Una guineueta un poco coja
Teóricamente, este es —por tanto— el repertorio que más cuadraría a un músico integral como Josep Pons. Como suele pasar siempre, el maestro de Puig-reig estuvo más pendiente del foso que de las voces (a quienes demasiado a menudo tapó con excesivas onzas de volumen). Si pensamos en cómo la heredó, la consistencia de la orquesta ha mejorado de forma dramática; justamente porque nos tiene malacostumbrados, esta guineueta sonó un poco coja, seguramente pensada más como una sinfonía en mixtura de voces que como una ópera estricta. Eso no quiere decir que no hubiera materia de la buena, especialmente en los maravillosos interludios que nos ofrece el compositor, pero —supongo que por la falta de rodaje, escasez de ensayos y carencia de sintonía entre el repertorio de la orquesta y el autor— acabamos escuchando una versión notable. Es una lástima, y seguro que las representaciones posteriores podrán llegar a la excelencia.
Charlando con el poeta Enric Casasses en la platea del teatro, nuestro muy honorable me comentaba que, más que astuta, la ópera que comentamos podría llamarse “la guineueta múrria.” Esto viene a cuento para comentar la producción de un ironista importante como Barrie Kosky, porque diría que el australiano tenía en mente alejarse del infantilismo habitual con el que se lee esta pieza, pintando a su protagonista como una especie de femme fatale que desvirtúa la relación prototípica entre las bestias y los humanos. La cosa funciona en las partes más bufonescas de la trama, cuando el animalillo incontrolable seduce a la comunidad de homo sapiens que la acoge y —aún más— en la escena del desmembramiento de las gallinas. Pero las intenciones no lo son todo y el vodevil acaba desfigurando la penetración filosófica del libreto del propio compositor y la estética brilli brilli de todo ello resulta realmente fatigosa de ver.

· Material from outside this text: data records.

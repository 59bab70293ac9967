use rust_decimal::Decimal;
use serde::{Deserialize, Serialize};
use std::fmt;

/// A fraction rendered as a percentage (`0.0236` displays as `2.36%`).
#[derive(Debug, Clone, Copy, PartialEq, Eq, PartialOrd, Ord, Serialize, Deserialize)]
pub struct Percentage(pub Decimal);

impl From<Decimal> for Percentage {
    fn from(fraction: Decimal) -> Self {
        Self(fraction)
    }
}

impl fmt::Display for Percentage {
    fn fmt(&self, f: &mut fmt::Formatter<'_>) -> fmt::Result {
        let precision = f.precision().unwrap_or(2);
        match self.0.checked_mul(Decimal::ONE_HUNDRED) {
            Some(percent) => write!(f, "{:.*}%", precision, percent.round_dp(precision as u32)),
            // Out of range as a percentage; show the raw fraction.
            None => write!(f, "{} (fraction)", self.0.normalize()),
        }
    }
}
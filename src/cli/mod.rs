//! # CLI 模块
//!
//! 使用 `clap` 定义命令行参数和子命令。
//!
//! ## 命令结构
//! - `fit`: 逐 pT bin 拟合不变质量峰并提取产额
//! - `inspect`: 列出存档中的直方图
//!
//! ## 依赖关系
//! - 被 `main.rs` 使用
//! - 子模块: fit, inspect

pub mod fit;
pub mod inspect;

use clap::{Parser, Subcommand};

/// lambda-yield - Λ 不变质量峰拟合与产额提取
#[derive(Parser)]
#[command(name = "lambda-yield")]
#[command(author = "Changjiang Wu")]
#[command(version)]
#[command(about = "Invariant-mass peak fitting and raw yield extraction for Lambda candidates", long_about = None)]
#[command(propagate_version = true)]
pub struct Cli {
    #[command(subcommand)]
    pub command: Commands,
}

/// 可用的子命令
#[derive(Subcommand)]
pub enum Commands {
    /// Fit the Lambda mass peak in every pT bin and extract the raw yield spectrum
    Fit(fit::FitArgs),

    /// List the histograms available in an archive
    Inspect(inspect::InspectArgs),
}
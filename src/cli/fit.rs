//! # fit 子命令 CLI 定义
//!
//! ## 依赖关系
//! - 被 `cli/mod.rs` 使用
//! - 参数传递给 `commands/fit.rs`

use clap::Args;
use std::path::PathBuf;

/// fit 子命令参数
#[derive(Args, Debug)]
pub struct FitArgs {
    /// Input: long-format histogram table (CSV) or directory of per-histogram CSV files
    pub input: PathBuf,

    // ─────────────────────────────────────────────────────────────
    // pT 分 bin
    // ─────────────────────────────────────────────────────────────
    /// Directory of the per-pT-bin histograms inside the archive
    #[arg(long, default_value = "strangeness_tutorial/Lambda")]
    pub hist_dir: String,

    /// Histogram name prefix; the 1-based pT bin index is appended
    #[arg(long, default_value = "hMassLambdaPt")]
    pub prefix: String,

    /// Number of pT bins
    #[arg(long, default_value_t = 16)]
    pub bins: usize,

    /// Lower edge of the first pT bin (GeV/c)
    #[arg(long, default_value_t = 0.5)]
    pub pt_start: f64,

    /// Width of each pT bin (GeV/c)
    #[arg(long, default_value_t = 0.125)]
    pub pt_width: f64,

    // ─────────────────────────────────────────────────────────────
    // 拟合参数
    // ─────────────────────────────────────────────────────────────
    /// Fit window in GeV/c² (e.g., "1.05-1.2")
    #[arg(short, long, default_value = "1.05-1.2")]
    pub window: String,

    /// Minimum signal value for a bin to enter the yield integral (counts)
    #[arg(long, default_value_t = 1.0)]
    pub noise_floor: f64,

    /// Minimum entries in the fit window; sparser bins are reported as degenerate
    #[arg(long, default_value_t = 1.0)]
    pub min_entries: f64,

    /// Initial Gaussian amplitude (default: highest count in the window)
    #[arg(long)]
    pub amplitude_seed: Option<f64>,

    /// Initial Gaussian mean (GeV/c²)
    #[arg(long, default_value_t = 1.115)]
    pub mean_seed: f64,

    /// Initial Gaussian width (GeV/c²)
    #[arg(long, default_value_t = 2.22915e-3)]
    pub sigma_seed: f64,

    /// Maximum number of minimizer iterations per bin
    #[arg(long, default_value_t = 500)]
    pub max_iter: usize,

    /// Relative convergence tolerance of the minimizer
    #[arg(long, default_value_t = 1e-9)]
    pub tolerance: f64,

    /// Also fit this pT-integrated histogram and report it separately (e.g., "strangeness_tutorial/Lambda/hMassLambda")
    #[arg(long)]
    pub inclusive: Option<String>,

    // ─────────────────────────────────────────────────────────────
    // 输出
    // ─────────────────────────────────────────────────────────────
    /// Output CSV file for the yield spectrum
    #[arg(short, long, default_value = "lambda_yields.csv")]
    pub output: PathBuf,

    /// Output CSV file for the sampled fit curves
    #[arg(long)]
    pub curves: Option<PathBuf>,

    /// Output image with one fit panel per pT bin (PNG or SVG by extension)
    #[arg(long)]
    pub plot: Option<PathBuf>,

    /// Output image of the yield versus pT (PNG or SVG by extension)
    #[arg(long)]
    pub spectrum_plot: Option<PathBuf>,

    /// Figure width in pixels (for PNG) or points (for SVG)
    #[arg(long, default_value_t = 2000)]
    pub width: u32,

    /// Figure height in pixels (for PNG) or points (for SVG)
    #[arg(long, default_value_t = 1000)]
    pub height: u32,

    // ─────────────────────────────────────────────────────────────
    // 批量处理参数
    // ─────────────────────────────────────────────────────────────
    /// Glob pattern for histogram files (directory input, e.g., "*.csv")
    #[arg(long, default_value = "*.csv")]
    pub pattern: String,

    /// Number of parallel jobs (0 = auto)
    #[arg(short, long, default_value_t = 0, env = "LAMBDA_YIELD_JOBS")]
    pub jobs: usize,
}
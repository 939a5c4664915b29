//! # 进度条工具
//!
//! 封装 `indicatif` 提供统一的进度条样式。
//!
//! ## 依赖关系
//! - 被 `batch/runner.rs` 使用
//! - 使用 `indicatif` crate

use indicatif::{ProgressBar, ProgressStyle};

const BAR_TEMPLATE: &str =
    "{spinner:.green} [{elapsed_precise}] [{bar:40.cyan/blue}] {pos}/{len} ({eta}) {msg}";

/// 创建标准进度条
pub fn create_progress_bar(len: u64, message: &str) -> ProgressBar {
    let style = ProgressStyle::with_template(BAR_TEMPLATE)
        .unwrap_or_else(|_| ProgressStyle::default_bar())
        .progress_chars("#>-");

    let pb = ProgressBar::new(len);
    pb.set_style(style);
    pb.set_message(message.to_string());
    pb
}

#[cfg(test)]
mod tests {
    use super::*;

    #[test]
    fn test_bar_template_is_valid() {
        assert!(ProgressStyle::with_template(BAR_TEMPLATE).is_ok());
    }

    #[test]
    fn test_progress_bar_length() {
        let pb = create_progress_bar(16, "Fitting");
        assert_eq!(pb.length(), Some(16));
        assert_eq!(pb.message(), "Fitting");
    }
}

Las intenciones no lo son todo y el vodevil acaba desfigurando la penetración filosófica del libreto del propio compositor y la estética brilli brilli de todo ello resulta realmente fatigosa de ver
En cuanto a las voces, esta guineueta se sostiene más allá de un binomio de protagonistas excelente y permitidme que me adelante elogiando esta política de la casa de ofrecer roles secundarios a cantantes de la tierra. Hay ilustres veteranos que lo bordan, como los tenores David Alegret y Roger Padullés y la mezzo Mireia Pintó, y después magníficas voces como Mercedes Gancedo o Anaïs Masllorens que quisiéramos escuchar en papeles de mayor relieve en un futuro no muy lejano. En cuanto a las vocal stars, el barítono sueco Peter Mattei demostró que sigue con una forma canora envidiable como para afrontar el final de su carrera en sanísimas condiciones. A pesar de poseer una voz un poco mate, de escuela rusa, la soprano Elena Tsallagova tiene el papel de la guineueta muy bien digerido y se adapta a la producción con gran murriería, así como Paula Murphy, una mezzo notable de quien quisiéramos un poco más de chicha vocal.
Finalmente, hay que decir que parece que la pandemia ya se ha acabado... y el Liceu vuelve a disponer de programas de mano para su benemérita audiencia. Quedan muchas entradas disponibles y hay descuentos del 50%. Queréis descubrir la guineueta. No con miedo, como dicen que deben tragarse las óperas recientes (sic) o poco conocidas, sino con un simple y alegre deseo de disfrute. Esperemos que la bestia vuelva pronto.